*** Material for the task ***
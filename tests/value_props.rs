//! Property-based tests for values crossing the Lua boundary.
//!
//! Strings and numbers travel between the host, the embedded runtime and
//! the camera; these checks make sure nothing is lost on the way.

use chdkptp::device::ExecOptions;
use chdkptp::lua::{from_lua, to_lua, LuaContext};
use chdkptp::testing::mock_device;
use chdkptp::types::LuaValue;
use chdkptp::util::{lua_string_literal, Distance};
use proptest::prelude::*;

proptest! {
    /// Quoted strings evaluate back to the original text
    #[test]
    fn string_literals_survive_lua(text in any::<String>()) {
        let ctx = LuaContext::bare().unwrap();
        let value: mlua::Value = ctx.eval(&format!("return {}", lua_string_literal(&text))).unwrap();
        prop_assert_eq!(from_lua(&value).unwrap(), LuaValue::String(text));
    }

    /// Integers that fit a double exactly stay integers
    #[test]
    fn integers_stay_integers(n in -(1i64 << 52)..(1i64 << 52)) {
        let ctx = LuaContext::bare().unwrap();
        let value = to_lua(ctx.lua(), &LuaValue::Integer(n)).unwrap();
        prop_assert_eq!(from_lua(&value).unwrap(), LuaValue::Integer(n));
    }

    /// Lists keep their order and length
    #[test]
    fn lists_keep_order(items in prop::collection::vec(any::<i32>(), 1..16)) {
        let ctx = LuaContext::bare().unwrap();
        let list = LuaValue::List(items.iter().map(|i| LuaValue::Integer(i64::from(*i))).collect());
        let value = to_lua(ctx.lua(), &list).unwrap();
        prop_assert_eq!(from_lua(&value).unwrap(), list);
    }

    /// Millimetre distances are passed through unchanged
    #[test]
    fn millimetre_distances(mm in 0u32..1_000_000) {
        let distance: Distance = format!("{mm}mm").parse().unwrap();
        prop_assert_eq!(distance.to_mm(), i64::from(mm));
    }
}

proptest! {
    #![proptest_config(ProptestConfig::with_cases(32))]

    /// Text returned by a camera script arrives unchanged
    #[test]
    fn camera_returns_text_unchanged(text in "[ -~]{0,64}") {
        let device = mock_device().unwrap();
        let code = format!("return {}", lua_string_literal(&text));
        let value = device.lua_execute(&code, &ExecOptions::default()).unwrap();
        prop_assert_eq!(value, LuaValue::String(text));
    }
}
*** End of Material for the task ***
*** Material for the task ***
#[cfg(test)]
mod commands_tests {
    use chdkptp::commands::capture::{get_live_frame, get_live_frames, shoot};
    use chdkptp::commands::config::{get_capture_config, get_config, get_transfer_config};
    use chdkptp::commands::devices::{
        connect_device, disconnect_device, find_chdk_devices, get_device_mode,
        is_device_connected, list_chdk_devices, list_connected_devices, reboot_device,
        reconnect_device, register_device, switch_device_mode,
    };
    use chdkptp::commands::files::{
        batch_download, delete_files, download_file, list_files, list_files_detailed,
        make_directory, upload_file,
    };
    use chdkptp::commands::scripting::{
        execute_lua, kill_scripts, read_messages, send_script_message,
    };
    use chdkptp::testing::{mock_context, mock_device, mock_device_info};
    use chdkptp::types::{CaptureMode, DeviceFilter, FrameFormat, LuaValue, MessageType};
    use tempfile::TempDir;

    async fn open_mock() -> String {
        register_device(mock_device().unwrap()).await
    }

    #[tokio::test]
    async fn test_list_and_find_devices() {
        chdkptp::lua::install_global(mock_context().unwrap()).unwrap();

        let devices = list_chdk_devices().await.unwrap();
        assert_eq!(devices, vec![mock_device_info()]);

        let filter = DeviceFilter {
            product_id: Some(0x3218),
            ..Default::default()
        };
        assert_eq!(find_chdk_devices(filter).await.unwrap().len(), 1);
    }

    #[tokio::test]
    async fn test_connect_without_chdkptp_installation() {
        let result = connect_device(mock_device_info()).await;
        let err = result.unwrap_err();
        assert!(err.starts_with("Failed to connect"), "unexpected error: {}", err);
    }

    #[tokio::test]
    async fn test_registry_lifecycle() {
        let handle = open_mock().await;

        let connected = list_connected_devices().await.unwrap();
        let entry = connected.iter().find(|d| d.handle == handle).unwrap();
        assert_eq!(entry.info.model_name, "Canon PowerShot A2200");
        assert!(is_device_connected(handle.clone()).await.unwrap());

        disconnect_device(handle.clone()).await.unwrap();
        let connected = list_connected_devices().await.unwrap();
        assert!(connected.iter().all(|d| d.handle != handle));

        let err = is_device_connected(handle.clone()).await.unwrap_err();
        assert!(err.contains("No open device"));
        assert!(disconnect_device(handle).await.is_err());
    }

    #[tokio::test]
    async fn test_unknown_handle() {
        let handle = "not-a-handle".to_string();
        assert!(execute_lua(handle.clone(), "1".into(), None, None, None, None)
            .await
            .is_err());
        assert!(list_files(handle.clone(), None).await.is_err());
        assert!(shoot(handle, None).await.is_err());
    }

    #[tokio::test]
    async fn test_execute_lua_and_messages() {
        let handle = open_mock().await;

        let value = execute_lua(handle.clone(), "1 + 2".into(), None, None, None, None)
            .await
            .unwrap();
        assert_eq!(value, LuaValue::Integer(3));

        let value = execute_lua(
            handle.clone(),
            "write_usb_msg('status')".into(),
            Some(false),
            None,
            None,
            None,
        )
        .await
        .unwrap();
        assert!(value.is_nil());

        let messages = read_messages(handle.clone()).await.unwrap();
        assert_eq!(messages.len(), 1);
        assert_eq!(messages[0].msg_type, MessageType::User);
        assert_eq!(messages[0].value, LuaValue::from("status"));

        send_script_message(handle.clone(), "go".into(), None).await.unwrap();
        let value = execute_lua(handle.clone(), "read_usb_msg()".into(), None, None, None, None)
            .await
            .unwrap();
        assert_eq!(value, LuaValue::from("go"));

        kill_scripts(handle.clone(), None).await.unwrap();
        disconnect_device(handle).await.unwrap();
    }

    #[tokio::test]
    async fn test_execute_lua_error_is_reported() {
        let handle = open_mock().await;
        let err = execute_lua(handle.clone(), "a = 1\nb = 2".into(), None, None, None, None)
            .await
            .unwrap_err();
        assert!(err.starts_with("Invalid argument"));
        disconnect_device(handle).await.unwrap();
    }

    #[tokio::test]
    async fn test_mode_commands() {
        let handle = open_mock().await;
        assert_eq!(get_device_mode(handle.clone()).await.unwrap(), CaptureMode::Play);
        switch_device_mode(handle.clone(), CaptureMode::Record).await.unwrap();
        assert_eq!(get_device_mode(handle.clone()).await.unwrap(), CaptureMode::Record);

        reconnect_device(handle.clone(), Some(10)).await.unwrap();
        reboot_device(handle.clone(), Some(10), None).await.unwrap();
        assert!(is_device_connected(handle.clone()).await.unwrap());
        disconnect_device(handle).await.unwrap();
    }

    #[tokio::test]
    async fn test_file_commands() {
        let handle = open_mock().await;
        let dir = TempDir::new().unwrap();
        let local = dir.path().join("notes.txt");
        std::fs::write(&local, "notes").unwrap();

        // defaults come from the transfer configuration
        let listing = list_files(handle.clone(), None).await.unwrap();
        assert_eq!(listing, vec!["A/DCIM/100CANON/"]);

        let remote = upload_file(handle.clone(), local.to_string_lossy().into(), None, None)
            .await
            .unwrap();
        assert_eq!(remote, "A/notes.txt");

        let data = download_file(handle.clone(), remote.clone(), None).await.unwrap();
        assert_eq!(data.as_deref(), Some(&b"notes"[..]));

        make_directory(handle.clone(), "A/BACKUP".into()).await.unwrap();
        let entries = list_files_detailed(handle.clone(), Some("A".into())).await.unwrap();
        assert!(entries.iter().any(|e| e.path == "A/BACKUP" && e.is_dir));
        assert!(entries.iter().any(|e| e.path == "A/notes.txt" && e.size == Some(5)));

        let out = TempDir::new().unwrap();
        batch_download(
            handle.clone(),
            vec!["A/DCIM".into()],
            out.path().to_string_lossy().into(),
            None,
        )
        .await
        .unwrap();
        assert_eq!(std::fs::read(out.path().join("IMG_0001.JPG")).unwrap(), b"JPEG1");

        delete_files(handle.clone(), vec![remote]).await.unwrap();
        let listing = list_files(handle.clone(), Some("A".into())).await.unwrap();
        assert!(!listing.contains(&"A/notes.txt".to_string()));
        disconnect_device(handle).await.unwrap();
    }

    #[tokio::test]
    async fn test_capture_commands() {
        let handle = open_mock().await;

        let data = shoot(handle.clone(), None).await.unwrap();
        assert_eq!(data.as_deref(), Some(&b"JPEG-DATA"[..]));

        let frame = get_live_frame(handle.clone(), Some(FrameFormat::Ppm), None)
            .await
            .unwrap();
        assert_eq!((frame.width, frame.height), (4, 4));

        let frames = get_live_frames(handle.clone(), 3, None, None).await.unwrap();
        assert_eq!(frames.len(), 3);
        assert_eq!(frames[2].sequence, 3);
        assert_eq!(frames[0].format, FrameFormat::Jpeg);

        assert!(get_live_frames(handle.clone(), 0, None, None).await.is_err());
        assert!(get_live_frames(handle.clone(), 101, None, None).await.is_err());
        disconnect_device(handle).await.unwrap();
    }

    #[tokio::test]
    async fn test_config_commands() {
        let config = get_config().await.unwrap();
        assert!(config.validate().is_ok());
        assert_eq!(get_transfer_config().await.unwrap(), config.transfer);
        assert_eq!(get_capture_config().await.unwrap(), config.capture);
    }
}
*** End of Material for the task ***
▶ _Required work_: Scan the material above for the string "entry". Return each line where it occurs.

▶ _Expected output_:
        let entry = connected.iter().find(|d| d.handle == handle).unwrap();
        assert_eq!(entry.info.model_name, "Canon PowerShot A2200");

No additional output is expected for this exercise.